Fleming, who now is vice president of products and services for Next IT, says A Perfect Web made its mark by developing a software tool that allowed Web site owners to more easily update their own Web pages, and created a strong Web-based application development team here.
Next IT bought the company in 2004 as a way to bring in the technical expertise and entrepreneurial spirit of the team of 10 developers at A Perfect Web, Fleming says. At that time, Next IT and A Perfect Web employed a combined 40 people. Next IT now employs about 140 people, including a number of the original 10 employees from A Perfect Web, he says.
For Gonzaga graduate Andy Dentone, launching a computer-science related business made a lot of sense because the overhead in starting such a company is low, he says. Dentone started Dentone.net LLC, which offers Web-site development, design, and hosting, in 2004, and since then has started pandawebworks.net, a related company that focuses more on Web site design.
Dentone says he does the back-end site programming himself, and contracts with five other people here as needed for sales, design, and copywriting for his clients. In addition, Dentone's wife, Laura, who is a computer engineer, does much of the testing for the company.
Dentone says he has added about 60 new clients in the past 12 months, and now has more than 200 clients overall.
Although he has considered opening a storefront somewhere, Dentone says that with his particular line of work, the computer and Internet are ready business-to-business tools that allow him to work with clients anywhere they may beand anywhere he isvia instant messaging, e-mail, and a free Internet-based phone service called Skype for phone meetings. In town, he frequently meets with clients at their offices, at his home-based office, or at a local bakery.

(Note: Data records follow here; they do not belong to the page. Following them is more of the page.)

use std::time::Duration;

use async_trait::async_trait;
use reqwest::{Client, Method};
use serde_json::Value;
use tracing::{debug, error, info};

use common::{CryptorgConfig, Error, OrderClient, OrderRequest, Result};

const BASE_URL: &str = "https://api.cryptorg.net/v1";
const REQUEST_TIMEOUT: Duration = Duration::from_secs(15);

/// Synthetic success payload returned by the dry-run branch.
const DRY_RUN_BODY: &str = r#"{"id":"dry-order-id"}"#;

/// REST API client for the Cryptorg trading API.
///
/// Authentication uses the access-id and API-key headers only; the secret
/// is carried in config but the API does not sign requests with it.
/// Cryptorg exposes no testnet base URL, so the testnet flag is held but
/// unused here.
pub struct CryptorgClient {
    cfg: CryptorgConfig,
    http: Client,
    base_url: String,
}

impl CryptorgClient {
    pub fn new(cfg: CryptorgConfig) -> Self {
        Self::with_base_url(cfg, BASE_URL)
    }

    /// Build a client against a non-default base URL. Production code uses
    /// `new`; the HTTP stub tests point this at a local mock server.
    pub fn with_base_url(cfg: CryptorgConfig, base_url: impl Into<String>) -> Self {
        Self {
            cfg,
            http: Client::builder()
                .use_rustls_tls()
                .timeout(REQUEST_TIMEOUT)
                .build()
                .expect("Failed to build HTTP client"),
            base_url: base_url.into(),
        }
    }

    /// One HTTP round trip against the trading API, or a simulated one.
    ///
    /// The dry-run check comes first and is unconditional: in dry-run mode
    /// no request is ever constructed and the canned payload is returned,
    /// so call sites exercise the same path as live mode with zero network
    /// I/O.
    async fn request(
        &self,
        method: Method,
        path: &str,
        body: Option<&OrderRequest>,
    ) -> Result<Vec<u8>> {
        if self.cfg.dry_run {
            info!(%method, path, "Dry-run: simulating request");
            return Ok(DRY_RUN_BODY.as_bytes().to_vec());
        }

        let url = format!("{}{path}", self.base_url);
        let mut req = self
            .http
            .request(method, &url)
            .header("Content-Type", "application/json")
            .header("X-Access-ID", &self.cfg.access_id)
            .header("X-API-Key", &self.cfg.api_key);
        if let Some(body) = body {
            let payload = serde_json::to_vec(body).map_err(|e| {
                error!(error = %e, "Failed to encode request body");
                Error::Serialization(e)
            })?;
            req = req.body(payload);
        }

        let resp = req.send().await.map_err(|e| {
            error!(url = %url, error = %e, "HTTP request failed");
            Error::Transport(e.to_string())
        })?;

        let status = resp.status().as_u16();
        let text = resp
            .text()
            .await
            .map_err(|e| Error::Transport(e.to_string()))?;

        if status >= 400 {
            error!(status, response = %text, "HTTP request error");
            return Err(Error::Status { status, body: text });
        }
        Ok(text.into_bytes())
    }

    /// Extract the order identifier from a 2xx response body.
    ///
    /// A response that decodes but lacks a non-empty string `id` is a
    /// schema error: the call reached the backend and succeeded at the
    /// transport level, yet the contract was not honored.
    fn order_id_from(body: &[u8]) -> Result<String> {
        let resp: Value = serde_json::from_slice(body).map_err(|e| {
            error!(error = %e, "Failed to decode response");
            Error::Serialization(e)
        })?;
        match resp.get("id").and_then(Value::as_str) {
            Some(id) if !id.is_empty() => Ok(id.to_string()),
            _ => {
                error!("No order id in response");
                Err(Error::MissingOrderId)
            }
        }
    }
}

#[async_trait]
impl OrderClient for CryptorgClient {
    async fn place_market_buy(&self, symbol: &str, quantity: f64) -> Result<String> {
        debug!(symbol, quantity, "Placing market buy");
        let req = OrderRequest::market_buy(symbol, quantity);
        let body = self.request(Method::POST, "/orders", Some(&req)).await?;
        Self::order_id_from(&body)
    }

    async fn place_limit_sell(&self, symbol: &str, quantity: f64, price: f64) -> Result<String> {
        debug!(symbol, quantity, price, "Placing limit sell");
        let req = OrderRequest::limit_sell(symbol, quantity, price);
        let body = self.request(Method::POST, "/orders", Some(&req)).await?;
        Self::order_id_from(&body)
    }

    async fn cancel_order(&self, order_id: &str) -> Result<()> {
        if self.cfg.dry_run {
            info!(order_id, "Dry-run: simulating order cancellation");
            return Ok(());
        }
        let path = format!("/orders/{order_id}");
        if let Err(e) = self.request(Method::DELETE, &path, None).await {
            error!(order_id, error = %e, "Failed to cancel order");
            return Err(e);
        }
        Ok(())
    }
}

Gonzaga professor Paul DePalma says another company started by a GU graduate is Soft Dev Systems Inc., operated here by Chris Sharman. It has developed and markets a data backup utility program for mobile computing devices, such as personal digital assistants.
For some, such as former Gonzaga and EWU student Jack Strong, there's an obvious niche to be filled and they jump in. Strong owns JD Strong Consulting, which Simmons asserts is "probably one of the most advanced Apple consulting specialty companies" in this area.
Strong says that even when he was working full time for Spokane County, he saw an opportunity in specializing in the Apple computing side of personal computer technology.
"My feeling was that it was up-and-coming," Strong says.
He built a business providing consulting and services for companies here, particularly those that have an information technology specialist for their Windows-based networks, but also use Apple Macintosh systems for their graphics departments and need support for those, or help in making Apple and Windows equipment co-exist in the same network.
"I think I bet right," Strong says.
Recently, Strong bought a building, at 1718 E. Sprague, and opened a related company there named Strong Solutions. Strong Solutions is an authorized Apple reseller and service provider, and Strong offers periodic Apple software training at the store.
He employs two other people there, and plans to hire another computer technician soon.
Simmons says that there will continue to be a lot of fertile ground for entrepreneurially minded students, because technology changes so rapidly. Right now, for example, students are very excited about mobile technology and network systems security issues, he says.